The vAtom Krypton also features four external Gigabit Ethernet ports for connection to vAtoms or to a PC. The digital-signal-processing board also features two autonomous C6414 32-bit fixed point digital-signal processors (DSPs) from Texas Instruments (TI; Dallas, TX, USA; www.ti.com). These each run at 720 MHz and are connected to a switched Gigabit Ethernet network using two Gigabit Ethernet channels per processor.

To program the boards for image processing, GigaLinx supplies a GigaLink Image-Level Open Protocol that allows programs to transfer images between boards or to split image data between boards. Running with TI Code Composer Studio, this arrangement permits functions such as binary manipulation and convolution to run on the DSPs.

A GigaLinx customer is currently using the boards in a textile-manufacturing application. "In this application," says Burbea, "the cloth is running on a web at approximately 100 m/min." Two Basler L300 linescan cameras are independently interfaced to two vAtom Argon boards. Images from these Base configuration Camera Link cameras are then interfaced to two vAtom Krypton boards using a single Gigabit Ethernet port on each Argon board.

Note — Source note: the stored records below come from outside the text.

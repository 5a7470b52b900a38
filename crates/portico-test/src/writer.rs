//! An in-memory response sink.

use bytes::BytesMut;
use http::header::HeaderMap;
use http::StatusCode;
use portico_core::Response;
use portico_middleware::ResponseWriter;

/// A [`ResponseWriter`] that records everything written to it.
///
/// Defaults to `200 OK` with no headers and an empty body, matching a
/// transport writer nothing has touched yet.
#[derive(Debug)]
pub struct RecordingWriter {
    status: StatusCode,
    headers: HeaderMap,
    body: BytesMut,
}

impl RecordingWriter {
    /// Creates an untouched writer.
    #[must_use]
    pub fn new() -> Self {
        Self {
            status: StatusCode::OK,
            headers: HeaderMap::new(),
            body: BytesMut::new(),
        }
    }

    /// Consumes the writer into the response it recorded.
    #[must_use]
    pub fn into_response(self) -> Response {
        Response::with_headers(self.status, self.body.freeze(), self.headers)
    }
}

impl Default for RecordingWriter {
    fn default() -> Self {
        Self::new()
    }
}

impl ResponseWriter for RecordingWriter {
    fn status(&self) -> StatusCode {
        self.status
    }

    fn set_status(&mut self, status: StatusCode) {
        if !self.body_started() {
            self.status = status;
        }
    }

    fn headers(&self) -> &HeaderMap {
        &self.headers
    }

    fn headers_mut(&mut self) -> &mut HeaderMap {
        &mut self.headers
    }

    fn write_body(&mut self, chunk: &[u8]) {
        self.body.extend_from_slice(chunk);
    }

    fn body_started(&self) -> bool {
        !self.body.is_empty()
    }
}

After image data are processed by a vAtom Krypton board, results are transferred to the second board over a Gigabit Ethernet port. The results from both processing operations are combined and transferred into a PC using a Pro 1000-Gbit Ethernet NIC from Intel (Santa Clara, CA, USA; www.intel.com). According to Burbea, single-unit prices of a single-port Atom, a quad-port Atom, and the Krypton board are $1000, $2000, and $3000, respectively. The TI software-development environment adds another one-time $3500 investment to the system.

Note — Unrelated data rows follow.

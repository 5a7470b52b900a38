//! The request capability contract.
//!
//! [`Request`] is the trait a transport binding implements so handler and
//! interceptor code can read the incoming request without knowing which
//! server is carrying it.

use crate::context::Context;
use bytes::Bytes;
use http::header::HeaderMap;

/// A single decoded path parameter.
#[derive(Debug, Clone, PartialEq, Eq)]
pub struct Param {
    key: String,
    value: String,
}

impl Param {
    /// Creates a parameter.
    #[must_use]
    pub fn new(key: impl Into<String>, value: impl Into<String>) -> Self {
        Self {
            key: key.into(),
            value: value.into(),
        }
    }

    /// Returns the parameter name as declared in the route template.
    #[must_use]
    pub fn key(&self) -> &str {
        &self.key
    }

    /// Returns the decoded parameter value.
    #[must_use]
    pub fn value(&self) -> &str {
        &self.value
    }
}

/// Read access to an in-flight HTTP request.
///
/// Implementations bind a concrete transport's request to this contract:
/// the server crate provides one for hyper, test doubles provide another.
/// Handlers take `&mut dyn Request` so the body can be moved out exactly
/// once via [`take_body`](Request::take_body).
pub trait Request: Send {
    /// Returns the context traveling with this exchange.
    fn context(&self) -> &Context;

    /// Replaces the context for the remainder of the exchange.
    fn apply(&mut self, context: Context);

    /// Returns the route template the request matched, e.g.
    /// `/api/tasks/{id}`, not the concrete path.
    fn declared_path(&self) -> &str;

    /// Returns a path parameter by name.
    fn param(&self, name: &str) -> Option<&str>;

    /// Returns all path parameters in declaration order.
    fn params(&self) -> &[Param];

    /// Returns the first query value for a name.
    fn query(&self, name: &str) -> Option<&str>;

    /// Returns all decoded query pairs in wire order.
    fn queries(&self) -> &[(String, String)];

    /// Returns all values for a header name, or `None` if the header is
    /// absent. Values that are not valid UTF-8 are skipped.
    fn header(&self, name: &str) -> Option<Vec<&str>> {
        let values: Vec<&str> = self
            .headers()
            .get_all(name)
            .iter()
            .filter_map(|v| v.to_str().ok())
            .collect();
        if values.is_empty() {
            None
        } else {
            Some(values)
        }
    }

    /// Returns the request headers.
    fn headers(&self) -> &HeaderMap;

    /// Moves the body out of the request. Subsequent calls return `None`.
    fn take_body(&mut self) -> Option<Bytes>;
}

/// Header naming the calling application, for audit trails.
pub const CALLER_APP_HEADER: &str = "X-Api-Client-Application";

/// Header naming the calling scope, for audit trails.
pub const CALLER_SCOPE_HEADER: &str = "X-Api-Client-Scope";

/// Value reported when a caller identification header is absent.
const UNKNOWN_CALLER: &str = "n/a";

/// Returns the calling application declared by the request, or `"n/a"`.
#[must_use]
pub fn caller_app(request: &dyn Request) -> &str {
    first_header(request, CALLER_APP_HEADER)
}

/// Returns the calling scope declared by the request, or `"n/a"`.
#[must_use]
pub fn caller_scope(request: &dyn Request) -> &str {
    first_header(request, CALLER_SCOPE_HEADER)
}

fn first_header<'r>(request: &'r dyn Request, name: &str) -> &'r str {
    request
        .headers()
        .get(name)
        .and_then(|v| v.to_str().ok())
        .unwrap_or(UNKNOWN_CALLER)
}

#[cfg(test)]
mod tests {
    use super::*;
    use http::header::{HeaderName, HeaderValue};

    struct FakeRequest {
        context: Context,
        headers: HeaderMap,
        body: Option<Bytes>,
    }

    impl FakeRequest {
        fn new(pairs: &[(&str, &str)]) -> Self {
            let mut headers = HeaderMap::new();
            for (name, value) in pairs {
                headers.append(
                    name.parse::<HeaderName>().unwrap(),
                    HeaderValue::from_str(value).unwrap(),
                );
            }
            Self {
                context: Context::new(),
                headers,
                body: Some(Bytes::from_static(b"body")),
            }
        }
    }

    impl Request for FakeRequest {
        fn context(&self) -> &Context {
            &self.context
        }

        fn apply(&mut self, context: Context) {
            self.context = context;
        }

        fn declared_path(&self) -> &str {
            "/fake"
        }

        fn param(&self, _name: &str) -> Option<&str> {
            None
        }

        fn params(&self) -> &[Param] {
            &[]
        }

        fn query(&self, _name: &str) -> Option<&str> {
            None
        }

        fn queries(&self) -> &[(String, String)] {
            &[]
        }

        fn headers(&self) -> &HeaderMap {
            &self.headers
        }

        fn take_body(&mut self) -> Option<Bytes> {
            self.body.take()
        }
    }

    #[test]
    fn test_header_returns_all_values() {
        let req = FakeRequest::new(&[("x-tag", "a"), ("x-tag", "b")]);
        assert_eq!(req.header("x-tag"), Some(vec!["a", "b"]));
    }

    #[test]
    fn test_header_absent_is_none() {
        let req = FakeRequest::new(&[]);
        assert_eq!(req.header("x-tag"), None);
    }

    #[test]
    fn test_take_body_moves_once() {
        let mut req = FakeRequest::new(&[]);
        assert_eq!(req.take_body(), Some(Bytes::from_static(b"body")));
        assert_eq!(req.take_body(), None);
    }

    #[test]
    fn test_caller_identification() {
        let req = FakeRequest::new(&[
            ("x-api-client-application", "billing"),
            ("x-api-client-scope", "invoices"),
        ]);
        assert_eq!(caller_app(&req), "billing");
        assert_eq!(caller_scope(&req), "invoices");
    }

    #[test]
    fn test_caller_identification_defaults() {
        let req = FakeRequest::new(&[]);
        assert_eq!(caller_app(&req), "n/a");
        assert_eq!(caller_scope(&req), "n/a");
    }

    #[test]
    fn test_apply_replaces_context() {
        let mut req = FakeRequest::new(&[]);
        let mut ctx = Context::new();
        ctx.set_extension(7_u32);
        req.apply(ctx);
        assert_eq!(req.context().get_extension::<u32>(), Some(&7));
    }
}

In April 2004, the company is expected to augment its product offerings with vAtom Neon and vAtom Cobalt boards. While both boards will offer gate-array programmability through the use of Virtex II 1000 gate arrays from Xilinx (San Jose, CA, USA; www.xilinx.com) and eight Gigabit Ethernet ports, the Neon will also allow up to 2-bytes DDR SDRAM to be added to the board.